Whatever happened to just reading kids Goodnight, Moon before bed? Or teaching the all-important lessons from Everybody Poops?

Well, for those of you out there who are struggling with talking to your children about the Second Amendment and open carry and why hoards of men and women are walking into Applebee's, Target and Chipotle with AK-47s and immediately asked to leave, then this book is for you? Maybe?

My Parents Open Carry was written by Brian Jeffs and Nathan Nephew, the two cofounders of Michigan Open Carry. The cover was designed by someone who we assume gets off on frightening children with his or her creepy, dead-eye drawings of humans. 

Brian and Nathan decided to pen an open carry book because they "looked for pro-gun children's books and couldn't find any."

That's probably because the number of gun accidents that wound or kill children each year are in the tens of thousands, which is why most authors frown upon making a firearm the star of a kid's book. 

The synopsis for My Parents Open Carry is as follows:

Come join 13-year-old Brenna Strong along with her mom, Bea, and her dad, Richard, as they spend a typical Saturday running errands and having fun together. What's not so typical is that Brenna's parents lawfully open carry handguns for self-defense. The Strongs join a growing number of families that are standing up for their 2nd Amendment rights by open carrying and bringing gun ownership out of the closet and into the mainstream.
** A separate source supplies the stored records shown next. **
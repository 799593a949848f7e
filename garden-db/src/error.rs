//! Database error types.

/// Database operation errors
#[derive(Debug, thiserror::Error)]
pub enum DbError {
    /// SQL error from sqlx
    #[error("SQL error: {0}")]
    Sql(#[from] sqlx::Error),

    /// Entity not found
    #[error("Entity not found: {0}")]
    EntityNotFound(String),

    /// Config/data directory not found
    #[error("Config/data directory not found")]
    NoConfigDir,

    /// Migration error
    #[error("Migration error: {0}")]
    Migration(String),

    /// IO error
    #[error("IO error: {0}")]
    Io(#[from] std::io::Error),

    /// SQLite-vec initialization error
    #[error("SQLite-vec initialization error: {0}")]
    SqliteVec(String),

    /// Property bag serialization error
    #[error("Properties serialization error: {0}")]
    Properties(#[from] serde_json::Error),
}

/// Result type alias for database operations
pub type DbResult<T> = Result<T, DbError>;
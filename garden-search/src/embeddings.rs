//! Embedding provider client (Ollama-compatible `/api/embed`).

use async_trait::async_trait;
use serde::Deserialize;

use garden_core::ProviderSettings;

use crate::errors::{SearchError, SearchResult};

/// Anything that can turn text into vectors. The ranker and the sync
/// indexer both talk to this trait so tests can swap in a stub.
#[async_trait]
pub trait EmbeddingProvider: Send + Sync {
    async fn embed_batch(&self, inputs: &[String]) -> SearchResult<Vec<Vec<f32>>>;

    async fn embed_one(&self, input: &str) -> SearchResult<Vec<f32>> {
        let mut vectors = self.embed_batch(&[input.to_string()]).await?;
        vectors
            .pop()
            .ok_or_else(|| SearchError::Embedding("provider returned no vector".to_string()))
    }
}

#[derive(Debug, Clone)]
pub struct EmbeddingClient {
    base_url: String,
    model: String,
    client: reqwest::Client,
}

impl EmbeddingClient {
    pub fn new(settings: &ProviderSettings) -> Self {
        Self {
            base_url: settings.vector_url.trim_end_matches('/').to_string(),
            model: settings.embedding_model.clone(),
            client: reqwest::Client::new(),
        }
    }
}

#[async_trait]
impl EmbeddingProvider for EmbeddingClient {
    async fn embed_batch(&self, inputs: &[String]) -> SearchResult<Vec<Vec<f32>>> {
        if inputs.is_empty() {
            return Ok(Vec::new());
        }

        let url = format!("{}/api/embed", self.base_url);
        let body = EmbedRequest {
            model: self.model.clone(),
            input: inputs.to_vec(),
        };

        let response = self.client.post(&url).json(&body).send().await?;
        let status = response.status();
        if !status.is_success() {
            let text = response.text().await.unwrap_or_default();
            return Err(SearchError::Embedding(format!(
                "embedding request failed: {status} {text}"
            )));
        }

        let payload: EmbedResponse = response.json().await?;

        if let Some(embeddings) = payload.embeddings {
            return Ok(embeddings);
        }

        if let Some(embedding) = payload.embedding {
            return Ok(vec![embedding]);
        }

        Err(SearchError::Embedding(
            "embedding response missing vectors".to_string(),
        ))
    }
}

#[derive(Debug, Clone, serde::Serialize)]
struct EmbedRequest {
    model: String,
    input: Vec<String>,
}

#[derive(Debug, Clone, Deserialize)]
struct EmbedResponse {
    embeddings: Option<Vec<Vec<f32>>>,
    embedding: Option<Vec<f32>>,
}
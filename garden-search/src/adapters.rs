//! Source adapters: one per searchable corpus.
//!
//! Every adapter answers the same three passes (exact, fuzzy, vector);
//! kinds without a vector index simply contribute nothing to the
//! vector pass.

use async_trait::async_trait;
use garden_db::{DbPool, SourceKind, SourceRepository, VectorStore};

use crate::errors::SearchResult;
use crate::lexical;
use crate::models::Candidate;

#[async_trait]
pub trait SourceAdapter: Send + Sync {
    fn kind(&self) -> SourceKind;

    /// Whether this corpus maintains an embedding index.
    fn has_vector_index(&self) -> bool;

    /// Case-insensitive substring match over indexed fields.
    async fn exact(&self, query: &str, cap: usize) -> SearchResult<Vec<Candidate>>;

    /// Edit-distance similarity over titles/names, filtered by threshold.
    async fn fuzzy(&self, query: &str, threshold: f64, cap: usize)
    -> SearchResult<Vec<Candidate>>;

    /// Nearest neighbors for the query vector.
    async fn vector(&self, query_vec: &[f32], top_k: usize) -> SearchResult<Vec<Candidate>>;
}

/// The SQLite-backed adapter used for all seven source kinds.
pub struct DbSourceAdapter {
    kind: SourceKind,
    sources: SourceRepository,
    vectors: Option<VectorStore>,
    strategy: String,
}

impl DbSourceAdapter {
    pub fn new(db: &DbPool, kind: SourceKind, strategy: &str) -> Self {
        // Only the document-like corpora carry embeddings; the rest are
        // lexical-only.
        let vectors = match kind {
            SourceKind::Bookmark | SourceKind::Note | SourceKind::Item => {
                Some(VectorStore::new(db))
            }
            _ => None,
        };
        Self {
            kind,
            sources: SourceRepository::new(db),
            vectors,
            strategy: strategy.to_string(),
        }
    }

    /// An adapter for every source kind, in kind order.
    pub fn all(db: &DbPool, strategy: &str) -> Vec<Self> {
        SourceKind::ALL
            .iter()
            .map(|kind| Self::new(db, *kind, strategy))
            .collect()
    }
}

#[async_trait]
impl SourceAdapter for DbSourceAdapter {
    fn kind(&self) -> SourceKind {
        self.kind
    }

    fn has_vector_index(&self) -> bool {
        self.vectors.is_some()
    }

    async fn exact(&self, query: &str, cap: usize) -> SearchResult<Vec<Candidate>> {
        let rows = self.sources.exact_match(self.kind, query, cap).await?;
        Ok(rows
            .into_iter()
            .map(|row| {
                let mut c = Candidate::from_row(self.kind, row);
                c.exact_hit = true;
                c.lexical_similarity = 1.0;
                c
            })
            .collect())
    }

    async fn fuzzy(
        &self,
        query: &str,
        threshold: f64,
        cap: usize,
    ) -> SearchResult<Vec<Candidate>> {
        // The cap bounds what this pass contributes, not how far it
        // scans; a match on the last row of the corpus still counts.
        let rows = self.sources.titles(self.kind).await?;
        let mut out = Vec::new();
        for row in rows {
            let Some(title) = row.title.as_deref() else {
                continue;
            };
            let sim = lexical::similarity(query, title);
            if sim >= threshold {
                let mut c = Candidate::from_row(self.kind, row);
                c.lexical_similarity = sim;
                out.push(c);
            }
        }
        out.sort_by(|a, b| {
            b.lexical_similarity
                .partial_cmp(&a.lexical_similarity)
                .unwrap_or(std::cmp::Ordering::Equal)
        });
        out.truncate(cap);
        Ok(out)
    }

    async fn vector(&self, query_vec: &[f32], top_k: usize) -> SearchResult<Vec<Candidate>> {
        let Some(vectors) = &self.vectors else {
            return Ok(Vec::new());
        };

        let hits = vectors
            .query(self.kind, &self.strategy, query_vec, top_k)
            .await?;
        if hits.is_empty() {
            return Ok(Vec::new());
        }

        let ids: Vec<String> = hits.iter().map(|(id, _)| id.clone()).collect();
        let rows = self.sources.by_ids(self.kind, &ids).await?;

        let mut out = Vec::new();
        for (id, distance) in hits {
            let Some(row) = rows.iter().find(|r| r.id == id) else {
                // Stale index entry; the row was deleted underneath it.
                continue;
            };
            let mut c = Candidate::from_row(self.kind, row.clone());
            c.vector_similarity = cosine_similarity_score(distance);
            out.push(c);
        }
        Ok(out)
    }
}

/// Map a vec0 cosine distance (`1 - cos`) into `[0,1]` via `(cos+1)/2`.
fn cosine_similarity_score(distance: f32) -> f64 {
    let cos = 1.0 - distance as f64;
    ((cos + 1.0) / 2.0).clamp(0.0, 1.0)
}

#[cfg(test)]
mod tests {
    use super::*;

    #[test]
    fn identical_vectors_score_one() {
        assert!((cosine_similarity_score(0.0) - 1.0).abs() < 1e-9);
    }

    #[test]
    fn orthogonal_vectors_score_half() {
        assert!((cosine_similarity_score(1.0) - 0.5).abs() < 1e-9);
    }

    #[test]
    fn opposite_vectors_score_zero() {
        assert!(cosine_similarity_score(2.0).abs() < 1e-9);
    }
}
use tracing::info;
use tracing_subscriber::{layer::SubscriberExt, util::SubscriberInitExt};

use garden_gateway::server;
use garden_gateway::state::AppState;

#[tokio::main]
async fn main() -> Result<(), Box<dyn std::error::Error>> {
    let env_filter =
        tracing_subscriber::EnvFilter::try_from_default_env().unwrap_or_else(|_| "info".into());
    tracing_subscriber::registry()
        .with(env_filter)
        .with(tracing_subscriber::fmt::layer())
        .init();

    let config = garden_core::Config::load()?;
    info!(
        "Configuration loaded (logseq root: {})",
        config.settings.logseq.root.display()
    );

    let db = match &config.settings.database_path {
        Some(path) => garden_db::DbPool::open(path).await?,
        None => garden_db::DbPool::new().await?,
    };
    info!("Database initialized");

    let state = AppState::new(&config, &db);
    let bind_addr = format!(
        "{}:{}",
        config.settings.gateway.host, config.settings.gateway.port
    );
    server::run(state, &bind_addr).await
}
How come no one is pointing out the biggest problem with this book? What kind of parents would let their 13-year-old girl go out in a blouse like that?!

If you order now, you get My Parents Open Carry for the discounted price of $9.99. But wait! There's more! For a limited time you will also get a free copy of a book by some dude named Doug Giles called Raising Boys Feminists Will Hate! We wish we were making up that book, but alas, it is very, very real:

Parent, if you have a young son and you want him to grow up to be a man, then you need to keep him away from pop culture, public school and a lot of Nancy Boy churches. If metrosexual pop culture, feminized public schools and the effeminate branches of evanjellycalism lay their sissy hands on him, you can kiss his masculinity good-bye because they will morph him into a dandy. Yeah, mom and dad, if – if – you dare to raise your boy as a classic boy in this castrated epoch, then you've got a task that's more difficult than getting a drunk to hit the urinal at Chili's. Read this bold and hard-hitting guide by Doug Giles, the politically incorrect master, on how to raise your son in a world which more and more seems to hate masculinity.

Two books for the price of one? That's a deal you can't pass up. But what those prices don't include is the amount of money your child will have to pay in therapy bills when they're an adult because these were the books they read growing up.